> _Exercise brief_: From the first line of the data through the line containing "A constant literal.", return each line exactly.

□ □ □ □ □ □ □

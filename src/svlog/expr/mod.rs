// Copyright (c) 2016-2021 Fabian Schuiki

//! Elaborated expressions and their sizing.
//!
//! Expressions are built bottom-up into an `ExprArena`, which owns all nodes
//! of one elaboration unit and hands out `ExprId`s to refer to them. Sizing
//! happens in two phases:
//!
//! 1. Construction determines the self-determined type of a node from the
//!    types of its operands. Some operators also fix the width of some of
//!    their operands at this point.
//! 2. Once the surrounding context is known, `propagate_required_type`
//!    imposes the width required by that context onto the node. Depending on
//!    the operator, the node widens and forwards the context to its
//!    operands. This happens at most once per node.

mod build;
pub mod op;
pub mod print;
mod size;

pub use self::op::{BinaryOp, OpCategory, TernaryOp, UnaryOp};

use crate::{decl::Decl, ty::ValueType, value::ConstValue};
use itertools::Itertools;

/// A handle to an expression in an `ExprArena`.
#[derive(Clone, Copy, PartialEq, PartialOrd, Eq, Ord, Hash, Debug)]
pub struct ExprId(u32);

impl ExprId {
    /// Create a new id from an arena index.
    pub fn new(x: usize) -> ExprId {
        use std::u32;
        assert!(x < (u32::MAX as usize));
        ExprId(x as u32)
    }

    /// Return the arena index of the id.
    pub fn as_usize(&self) -> usize {
        self.0 as usize
    }
}

impl std::fmt::Display for ExprId {
    fn fmt(&self, f: &mut std::fmt::Formatter) -> std::fmt::Result {
        write!(f, "e{}", self.0)
    }
}

/// An elaborated expression.
#[derive(Debug, Clone)]
pub struct Expr<'t> {
    /// The handle of this expression.
    pub id: ExprId,
    /// The expression data.
    pub kind: ExprKind<'t>,
    /// The type of the expression, possibly widened by its context.
    ty: ValueType,
    /// The type imposed by the context, once it is known.
    required: Option<ValueType>,
}

/// The different forms an expression can take.
#[derive(Debug, Clone)]
pub enum ExprKind<'t> {
    /// A constant literal.
    Const(ConstValue),
    /// A reference to a declaration.
    Primary(&'t Decl),
    /// A single bit select `x[i]`.
    BitSelect { decl: &'t Decl, index: Index },
    /// A part select `x[a:b]`, `x[a+:b]`, or `x[a-:b]`.
    PartSelect { decl: &'t Decl, mode: PartSelect },
    /// An element of an array `x[i][j]`, with one index per dimension.
    ArrayElem {
        decl: &'t Decl,
        indices: Vec<ExprId>,
    },
    /// A unary operator.
    Unary { op: UnaryOp, arg: ExprId },
    /// A binary operator.
    Binary {
        op: BinaryOp,
        lhs: ExprId,
        rhs: ExprId,
    },
    /// A ternary operator. The arguments are in source order.
    Ternary { op: TernaryOp, args: [ExprId; 3] },
    /// A concatenation `{a, b, c}`.
    Concat(Vec<ExprId>),
    /// A replication `{n{a, b, c}}`.
    MultiConcat { count: usize, args: Vec<ExprId> },
}

/// The index of a bit select.
#[derive(Debug, Clone, Copy, PartialEq, Eq)]
pub enum Index {
    /// A constant index.
    Const(isize),
    /// An index computed by an expression.
    Var(ExprId),
}

/// The bounds of a part select.
#[derive(Debug, Clone, Copy, PartialEq, Eq)]
pub enum PartSelect {
    /// `[left:right]`
    Const { left: isize, right: isize },
    /// `[base +: width]`
    Plus { base: ExprId, width: usize },
    /// `[base -: width]`
    Minus { base: ExprId, width: usize },
}

/// Where an expression stands in the sizing protocol.
#[derive(Debug, Clone, Copy, PartialEq, Eq, Hash)]
pub enum SizeState {
    /// The expression has been constructed and carries its self-determined
    /// type.
    Constructed,
    /// The context has imposed a required type onto the expression.
    Finalized,
}

impl<'t> Expr<'t> {
    /// The current type of the expression.
    pub fn value_type(&self) -> ValueType {
        self.ty
    }

    /// The type imposed by the context, if any.
    pub fn required_type(&self) -> Option<ValueType> {
        self.required
    }

    /// Where the expression stands in the sizing protocol.
    pub fn state(&self) -> SizeState {
        match self.required {
            Some(_) => SizeState::Finalized,
            None => SizeState::Constructed,
        }
    }

    /// The width at which the expression is evaluated by its parent.
    ///
    /// A real context carries no width, so the expression keeps its own.
    pub fn bit_size(&self) -> usize {
        match self.required {
            Some(req) if !req.is_real() => req.bit_width(),
            _ => self.ty.bit_width(),
        }
    }
}

impl<'t> ExprKind<'t> {
    /// The subexpressions of this expression, in source order.
    pub fn operands(&self) -> Vec<ExprId> {
        match *self {
            ExprKind::Const(_) | ExprKind::Primary(_) => vec![],
            ExprKind::BitSelect { index, .. } => match index {
                Index::Const(_) => vec![],
                Index::Var(id) => vec![id],
            },
            ExprKind::PartSelect { mode, .. } => match mode {
                PartSelect::Const { .. } => vec![],
                PartSelect::Plus { base, .. } | PartSelect::Minus { base, .. } => vec![base],
            },
            ExprKind::Unary { arg, .. } => vec![arg],
            ExprKind::Binary { lhs, rhs, .. } => vec![lhs, rhs],
            ExprKind::Ternary { args, .. } => args.to_vec(),
            ExprKind::Concat(ref args) | ExprKind::MultiConcat { ref args, .. } => args.clone(),
            ExprKind::ArrayElem { ref indices, .. } => indices.clone(),
        }
    }

    /// The declaration this expression refers to, if any.
    pub fn decl(&self) -> Option<&'t Decl> {
        match *self {
            ExprKind::Primary(decl)
            | ExprKind::BitSelect { decl, .. }
            | ExprKind::PartSelect { decl, .. }
            | ExprKind::ArrayElem { decl, .. } => Some(decl),
            _ => None,
        }
    }
}

/// The arena that owns the expressions of one elaboration unit.
#[derive(Debug, Default)]
pub struct ExprArena<'t> {
    nodes: Vec<Expr<'t>>,
}

impl<'t> ExprArena<'t> {
    /// Create an empty arena.
    pub fn new() -> ExprArena<'t> {
        ExprArena { nodes: Vec::new() }
    }

    /// The number of expressions in the arena.
    pub fn len(&self) -> usize {
        self.nodes.len()
    }

    /// Check whether the arena is empty.
    pub fn is_empty(&self) -> bool {
        self.nodes.is_empty()
    }

    /// Iterate over all expressions in construction order.
    pub fn iter(&self) -> impl Iterator<Item = &Expr<'t>> {
        self.nodes.iter()
    }

    /// Look up an expression.
    ///
    /// Panics if the id does not refer to an expression of this arena.
    pub fn get(&self, id: ExprId) -> &Expr<'t> {
        match self.nodes.get(id.as_usize()) {
            Some(e) => e,
            None => bug!("{} is not an expression of this arena", id),
        }
    }

    fn get_mut(&mut self, id: ExprId) -> &mut Expr<'t> {
        match self.nodes.get_mut(id.as_usize()) {
            Some(e) => e,
            None => bug!("{} is not an expression of this arena", id),
        }
    }

    /// The current type of an expression.
    pub fn value_type(&self, id: ExprId) -> ValueType {
        self.get(id).value_type()
    }

    /// The type imposed onto an expression by its context, if any.
    pub fn required_type(&self, id: ExprId) -> Option<ValueType> {
        self.get(id).required_type()
    }

    /// The width at which an expression is evaluated by its parent.
    pub fn bit_size(&self, id: ExprId) -> usize {
        self.get(id).bit_size()
    }

    /// Where an expression stands in the sizing protocol.
    pub fn state(&self, id: ExprId) -> SizeState {
        self.get(id).state()
    }

    /// Check whether an expression has a constant value.
    ///
    /// Literals and references to parameters and genvars are constant.
    /// Everything else is constant if all its operands are.
    pub fn is_constant(&self, id: ExprId) -> bool {
        let expr = self.get(id);
        match expr.kind {
            ExprKind::Const(_) => true,
            ExprKind::Primary(decl) => decl.is_constant(),
            ExprKind::BitSelect { decl, .. }
            | ExprKind::PartSelect { decl, .. }
            | ExprKind::ArrayElem { decl, .. } => {
                decl.is_constant()
                    && expr.kind.operands().into_iter().all(|id| self.is_constant(id))
            }
            _ => expr.kind.operands().into_iter().all(|id| self.is_constant(id)),
        }
    }

    fn push(&mut self, kind: ExprKind<'t>, ty: ValueType) -> ExprId {
        let id = ExprId::new(self.nodes.len());
        debug!("{} = {} : {}", id, self.describe(&kind), ty);
        self.nodes.push(Expr {
            id,
            kind,
            ty,
            required: None,
        });
        id
    }

    fn describe(&self, kind: &ExprKind<'t>) -> String {
        match *kind {
            ExprKind::Const(ref v) => format!("const {}", v),
            ExprKind::Primary(decl) => format!("primary {}", decl.name),
            ExprKind::BitSelect { decl, .. } => format!("bit select of {}", decl.name),
            ExprKind::PartSelect { decl, .. } => format!("part select of {}", decl.name),
            ExprKind::ArrayElem { decl, ref indices } => {
                format!("element of {} at [{}]", decl.name, indices.iter().format("]["))
            }
            ExprKind::Unary { op, arg } => format!("{}{}", op, arg),
            ExprKind::Binary { op, lhs, rhs } => format!("{} {} {}", lhs, op, rhs),
            ExprKind::Ternary { op, args } => match op {
                TernaryOp::Condition => format!("{} ? {} : {}", args[0], args[1], args[2]),
                TernaryOp::MinTypMax => format!("{} : {} : {}", args[0], args[1], args[2]),
            },
            ExprKind::Concat(ref args) => format!("concat of {} operands", args.len()),
            ExprKind::MultiConcat { count, ref args } => {
                format!("{} times concat of {} operands", count, args.len())
            }
        }
    }
}

impl<'t> std::ops::Index<ExprId> for ExprArena<'t> {
    type Output = Expr<'t>;

    fn index(&self, id: ExprId) -> &Expr<'t> {
        self.get(id)
    }
}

□ □ □ □ □ □ □

> _Response box_:
filename src/svlog/expr/mod.rs
// Copyright (c) 2016-2021 Fabian Schuiki

//! Elaborated expressions and their sizing.
//!
//! Expressions are built bottom-up into an `ExprArena`, which owns all nodes
//! of one elaboration unit and hands out `ExprId`s to refer to them. Sizing
//! happens in two phases:
//!
//! 1. Construction determines the self-determined type of a node from the
//!    types of its operands. Some operators also fix the width of some of
//!    their operands at this point.
//! 2. Once the surrounding context is known, `propagate_required_type`
//!    imposes the width required by that context onto the node. Depending on
//!    the operator, the node widens and forwards the context to its
//!    operands. This happens at most once per node.

mod build;
pub mod op;
pub mod print;
mod size;

pub use self::op::{BinaryOp, OpCategory, TernaryOp, UnaryOp};

use crate::{decl::Decl, ty::ValueType, value::ConstValue};
use itertools::Itertools;

/// A handle to an expression in an `ExprArena`.
#[derive(Clone, Copy, PartialEq, PartialOrd, Eq, Ord, Hash, Debug)]
pub struct ExprId(u32);

impl ExprId {
    /// Create a new id from an arena index.
    pub fn new(x: usize) -> ExprId {
        use std::u32;
        assert!(x < (u32::MAX as usize));
        ExprId(x as u32)
    }

    /// Return the arena index of the id.
    pub fn as_usize(&self) -> usize {
        self.0 as usize
    }
}

impl std::fmt::Display for ExprId {
    fn fmt(&self, f: &mut std::fmt::Formatter) -> std::fmt::Result {
        write!(f, "e{}", self.0)
    }
}

/// An elaborated expression.
#[derive(Debug, Clone)]
pub struct Expr<'t> {
    /// The handle of this expression.
    pub id: ExprId,
    /// The expression data.
    pub kind: ExprKind<'t>,
    /// The type of the expression, possibly widened by its context.
    ty: ValueType,
    /// The type imposed by the context, once it is known.
    required: Option<ValueType>,
}

/// The different forms an expression can take.
#[derive(Debug, Clone)]
pub enum ExprKind<'t> {
    /// A constant literal.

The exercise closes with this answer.